What the task asks => From the data, return each line holding the word "height".

Records shown =>
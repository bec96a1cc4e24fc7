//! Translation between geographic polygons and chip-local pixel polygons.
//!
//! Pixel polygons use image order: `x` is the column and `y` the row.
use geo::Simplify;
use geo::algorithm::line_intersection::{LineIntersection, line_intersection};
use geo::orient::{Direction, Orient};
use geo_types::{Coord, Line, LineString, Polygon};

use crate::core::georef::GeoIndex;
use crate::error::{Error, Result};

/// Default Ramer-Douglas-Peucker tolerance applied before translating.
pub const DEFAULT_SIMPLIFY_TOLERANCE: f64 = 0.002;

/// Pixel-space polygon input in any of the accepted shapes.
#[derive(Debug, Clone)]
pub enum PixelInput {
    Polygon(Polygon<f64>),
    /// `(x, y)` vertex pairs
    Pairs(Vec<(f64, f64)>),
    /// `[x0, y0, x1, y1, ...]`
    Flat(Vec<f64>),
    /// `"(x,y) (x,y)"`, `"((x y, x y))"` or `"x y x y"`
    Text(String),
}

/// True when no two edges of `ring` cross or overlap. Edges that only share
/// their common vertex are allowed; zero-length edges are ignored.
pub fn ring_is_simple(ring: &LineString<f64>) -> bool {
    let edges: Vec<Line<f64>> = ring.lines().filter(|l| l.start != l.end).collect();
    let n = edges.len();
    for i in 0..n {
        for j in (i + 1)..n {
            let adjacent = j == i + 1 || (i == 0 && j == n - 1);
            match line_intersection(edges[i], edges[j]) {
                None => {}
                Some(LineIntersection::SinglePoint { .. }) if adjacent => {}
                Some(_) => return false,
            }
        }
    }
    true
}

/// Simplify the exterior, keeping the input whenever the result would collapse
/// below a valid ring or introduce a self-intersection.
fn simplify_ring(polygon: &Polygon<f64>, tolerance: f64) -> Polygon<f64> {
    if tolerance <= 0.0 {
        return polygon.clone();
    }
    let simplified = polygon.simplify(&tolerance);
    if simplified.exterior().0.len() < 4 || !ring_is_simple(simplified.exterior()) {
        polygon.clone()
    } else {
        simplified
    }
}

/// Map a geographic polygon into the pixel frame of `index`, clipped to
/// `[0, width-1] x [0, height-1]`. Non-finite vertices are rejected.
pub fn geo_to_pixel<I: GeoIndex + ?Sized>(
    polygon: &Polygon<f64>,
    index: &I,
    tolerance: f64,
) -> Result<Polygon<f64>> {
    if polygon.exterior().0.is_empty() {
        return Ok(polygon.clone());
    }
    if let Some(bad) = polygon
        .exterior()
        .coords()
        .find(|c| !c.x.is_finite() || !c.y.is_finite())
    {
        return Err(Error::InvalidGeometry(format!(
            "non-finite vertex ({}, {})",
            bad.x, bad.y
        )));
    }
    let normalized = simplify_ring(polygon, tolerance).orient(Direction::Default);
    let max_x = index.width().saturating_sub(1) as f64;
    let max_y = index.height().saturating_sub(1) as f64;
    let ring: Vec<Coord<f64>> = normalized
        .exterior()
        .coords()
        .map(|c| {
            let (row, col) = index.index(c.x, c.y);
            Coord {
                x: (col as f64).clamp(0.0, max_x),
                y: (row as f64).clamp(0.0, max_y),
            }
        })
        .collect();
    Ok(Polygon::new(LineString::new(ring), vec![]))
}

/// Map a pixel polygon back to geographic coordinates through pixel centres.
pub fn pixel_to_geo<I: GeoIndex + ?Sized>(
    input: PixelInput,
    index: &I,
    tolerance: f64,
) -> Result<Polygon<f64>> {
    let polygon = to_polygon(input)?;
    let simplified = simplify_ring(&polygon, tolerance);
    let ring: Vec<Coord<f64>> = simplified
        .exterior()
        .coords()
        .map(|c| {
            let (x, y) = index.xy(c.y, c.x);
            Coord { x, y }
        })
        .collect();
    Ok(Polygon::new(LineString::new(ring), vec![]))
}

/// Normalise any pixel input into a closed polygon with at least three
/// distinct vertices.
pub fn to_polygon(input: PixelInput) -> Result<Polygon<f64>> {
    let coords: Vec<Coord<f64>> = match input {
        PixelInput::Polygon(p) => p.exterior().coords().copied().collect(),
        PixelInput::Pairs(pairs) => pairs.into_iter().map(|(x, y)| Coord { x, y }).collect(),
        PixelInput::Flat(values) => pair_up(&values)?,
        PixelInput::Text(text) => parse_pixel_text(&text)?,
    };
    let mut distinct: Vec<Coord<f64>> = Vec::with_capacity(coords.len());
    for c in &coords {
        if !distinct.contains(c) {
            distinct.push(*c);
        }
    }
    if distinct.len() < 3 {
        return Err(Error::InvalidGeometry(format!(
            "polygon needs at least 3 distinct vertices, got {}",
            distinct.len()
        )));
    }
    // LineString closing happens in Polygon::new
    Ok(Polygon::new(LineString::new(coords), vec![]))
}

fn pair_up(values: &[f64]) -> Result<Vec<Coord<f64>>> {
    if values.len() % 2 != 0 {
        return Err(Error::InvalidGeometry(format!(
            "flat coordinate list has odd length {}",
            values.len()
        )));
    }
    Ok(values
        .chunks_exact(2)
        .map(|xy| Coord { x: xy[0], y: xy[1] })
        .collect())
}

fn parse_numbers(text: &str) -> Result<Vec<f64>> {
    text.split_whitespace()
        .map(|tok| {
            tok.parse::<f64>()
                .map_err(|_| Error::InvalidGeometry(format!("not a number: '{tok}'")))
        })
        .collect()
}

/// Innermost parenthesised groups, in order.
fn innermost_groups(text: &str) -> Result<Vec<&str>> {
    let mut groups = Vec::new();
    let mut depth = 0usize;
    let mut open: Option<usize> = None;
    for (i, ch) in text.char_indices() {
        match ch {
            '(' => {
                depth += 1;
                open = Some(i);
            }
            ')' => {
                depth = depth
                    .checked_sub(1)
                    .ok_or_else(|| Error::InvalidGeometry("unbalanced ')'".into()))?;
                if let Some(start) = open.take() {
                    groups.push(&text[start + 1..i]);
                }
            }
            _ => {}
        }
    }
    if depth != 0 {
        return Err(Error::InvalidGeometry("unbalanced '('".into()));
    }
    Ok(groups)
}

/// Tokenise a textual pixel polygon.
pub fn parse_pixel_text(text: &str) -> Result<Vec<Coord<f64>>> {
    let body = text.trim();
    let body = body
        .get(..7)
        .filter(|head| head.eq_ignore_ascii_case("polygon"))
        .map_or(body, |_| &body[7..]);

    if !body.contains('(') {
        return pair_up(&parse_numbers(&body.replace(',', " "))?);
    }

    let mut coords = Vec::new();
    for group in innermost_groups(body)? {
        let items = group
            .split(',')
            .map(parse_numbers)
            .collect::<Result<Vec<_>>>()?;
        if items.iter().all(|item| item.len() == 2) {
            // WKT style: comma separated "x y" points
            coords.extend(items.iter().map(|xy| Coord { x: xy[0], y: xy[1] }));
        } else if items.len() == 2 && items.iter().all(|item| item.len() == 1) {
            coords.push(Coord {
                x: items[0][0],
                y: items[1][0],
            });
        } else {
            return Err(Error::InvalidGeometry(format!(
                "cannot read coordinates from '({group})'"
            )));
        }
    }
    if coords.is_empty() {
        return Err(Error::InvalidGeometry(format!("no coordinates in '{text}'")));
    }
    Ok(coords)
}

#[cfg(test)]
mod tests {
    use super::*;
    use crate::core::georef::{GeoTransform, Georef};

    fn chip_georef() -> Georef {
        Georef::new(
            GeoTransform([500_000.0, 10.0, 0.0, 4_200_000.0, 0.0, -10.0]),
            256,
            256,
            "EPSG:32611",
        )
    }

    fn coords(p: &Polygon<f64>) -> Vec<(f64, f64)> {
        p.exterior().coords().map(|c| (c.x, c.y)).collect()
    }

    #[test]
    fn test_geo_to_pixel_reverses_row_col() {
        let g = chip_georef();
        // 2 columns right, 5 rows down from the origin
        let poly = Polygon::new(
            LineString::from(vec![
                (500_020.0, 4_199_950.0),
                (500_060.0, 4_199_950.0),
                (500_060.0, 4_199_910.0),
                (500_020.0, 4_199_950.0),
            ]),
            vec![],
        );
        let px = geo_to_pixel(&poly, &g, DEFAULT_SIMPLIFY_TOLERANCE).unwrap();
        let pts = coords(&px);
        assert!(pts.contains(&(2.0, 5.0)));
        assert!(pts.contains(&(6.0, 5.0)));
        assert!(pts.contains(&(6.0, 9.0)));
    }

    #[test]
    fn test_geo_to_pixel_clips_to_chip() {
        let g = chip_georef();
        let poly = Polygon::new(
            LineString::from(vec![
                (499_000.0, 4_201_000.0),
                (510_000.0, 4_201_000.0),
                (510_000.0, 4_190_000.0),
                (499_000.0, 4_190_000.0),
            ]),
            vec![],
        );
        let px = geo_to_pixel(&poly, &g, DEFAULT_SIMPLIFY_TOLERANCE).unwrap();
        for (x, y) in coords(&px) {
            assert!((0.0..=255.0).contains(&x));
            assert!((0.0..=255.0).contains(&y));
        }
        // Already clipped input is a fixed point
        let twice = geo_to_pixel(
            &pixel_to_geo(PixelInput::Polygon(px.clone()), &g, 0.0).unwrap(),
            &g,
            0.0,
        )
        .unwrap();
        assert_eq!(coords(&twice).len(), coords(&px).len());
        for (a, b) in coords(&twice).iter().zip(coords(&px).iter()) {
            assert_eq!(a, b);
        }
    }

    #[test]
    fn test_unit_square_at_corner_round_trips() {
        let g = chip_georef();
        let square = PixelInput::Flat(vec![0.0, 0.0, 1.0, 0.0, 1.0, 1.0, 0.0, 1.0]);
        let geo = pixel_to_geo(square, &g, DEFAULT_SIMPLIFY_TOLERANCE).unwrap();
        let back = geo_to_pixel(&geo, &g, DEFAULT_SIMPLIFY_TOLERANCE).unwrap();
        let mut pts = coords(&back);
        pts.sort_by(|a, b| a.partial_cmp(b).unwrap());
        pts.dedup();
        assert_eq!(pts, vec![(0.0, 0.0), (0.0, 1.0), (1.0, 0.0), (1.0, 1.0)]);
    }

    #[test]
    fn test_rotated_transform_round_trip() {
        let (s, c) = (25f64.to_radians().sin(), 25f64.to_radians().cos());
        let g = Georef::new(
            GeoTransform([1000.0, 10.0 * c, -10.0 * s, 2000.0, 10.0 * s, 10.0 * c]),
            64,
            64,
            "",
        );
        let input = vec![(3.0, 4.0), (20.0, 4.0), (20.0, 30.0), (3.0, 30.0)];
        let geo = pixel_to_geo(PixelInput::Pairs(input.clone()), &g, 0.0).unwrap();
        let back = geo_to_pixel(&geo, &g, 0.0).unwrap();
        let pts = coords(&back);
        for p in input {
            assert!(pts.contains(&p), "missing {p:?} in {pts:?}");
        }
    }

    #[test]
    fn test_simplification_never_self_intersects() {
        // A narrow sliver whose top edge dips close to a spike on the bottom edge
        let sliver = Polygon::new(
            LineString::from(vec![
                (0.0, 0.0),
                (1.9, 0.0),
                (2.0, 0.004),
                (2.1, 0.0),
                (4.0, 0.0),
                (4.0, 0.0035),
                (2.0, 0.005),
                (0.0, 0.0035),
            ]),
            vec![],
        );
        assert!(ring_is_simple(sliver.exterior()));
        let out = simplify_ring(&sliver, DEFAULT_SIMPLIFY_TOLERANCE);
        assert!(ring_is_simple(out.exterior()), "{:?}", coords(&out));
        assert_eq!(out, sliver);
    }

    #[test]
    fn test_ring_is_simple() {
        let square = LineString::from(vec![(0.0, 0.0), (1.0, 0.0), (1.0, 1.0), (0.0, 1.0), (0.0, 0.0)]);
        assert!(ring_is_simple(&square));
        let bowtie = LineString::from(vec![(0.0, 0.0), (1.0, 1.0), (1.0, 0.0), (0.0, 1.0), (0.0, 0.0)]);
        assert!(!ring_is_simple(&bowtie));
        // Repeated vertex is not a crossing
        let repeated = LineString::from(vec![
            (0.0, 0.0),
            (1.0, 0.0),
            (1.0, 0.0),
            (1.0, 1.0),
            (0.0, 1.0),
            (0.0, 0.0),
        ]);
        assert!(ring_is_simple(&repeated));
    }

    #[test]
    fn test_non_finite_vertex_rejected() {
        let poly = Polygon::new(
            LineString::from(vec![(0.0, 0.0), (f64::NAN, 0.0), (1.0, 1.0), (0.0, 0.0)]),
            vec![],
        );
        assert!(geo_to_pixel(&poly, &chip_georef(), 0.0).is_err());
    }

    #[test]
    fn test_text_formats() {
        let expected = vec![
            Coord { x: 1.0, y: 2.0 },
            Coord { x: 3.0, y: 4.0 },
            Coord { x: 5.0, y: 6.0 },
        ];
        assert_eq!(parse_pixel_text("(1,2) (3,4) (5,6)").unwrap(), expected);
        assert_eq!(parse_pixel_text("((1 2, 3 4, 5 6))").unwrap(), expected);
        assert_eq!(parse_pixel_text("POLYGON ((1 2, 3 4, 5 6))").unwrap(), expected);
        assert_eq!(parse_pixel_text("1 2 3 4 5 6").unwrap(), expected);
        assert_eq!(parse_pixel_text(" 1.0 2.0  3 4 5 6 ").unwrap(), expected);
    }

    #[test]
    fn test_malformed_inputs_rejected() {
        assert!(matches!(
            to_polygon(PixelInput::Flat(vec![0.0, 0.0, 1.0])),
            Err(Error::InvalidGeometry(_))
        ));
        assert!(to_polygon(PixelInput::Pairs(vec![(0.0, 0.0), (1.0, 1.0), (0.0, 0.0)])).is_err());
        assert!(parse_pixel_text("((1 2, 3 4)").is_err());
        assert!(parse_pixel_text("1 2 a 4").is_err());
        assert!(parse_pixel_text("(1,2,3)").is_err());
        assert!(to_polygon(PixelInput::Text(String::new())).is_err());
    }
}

Worked solution =>
/// `[0, width-1] x [0, height-1]`. Non-finite vertices are rejected.
    let max_y = index.height().saturating_sub(1) as f64;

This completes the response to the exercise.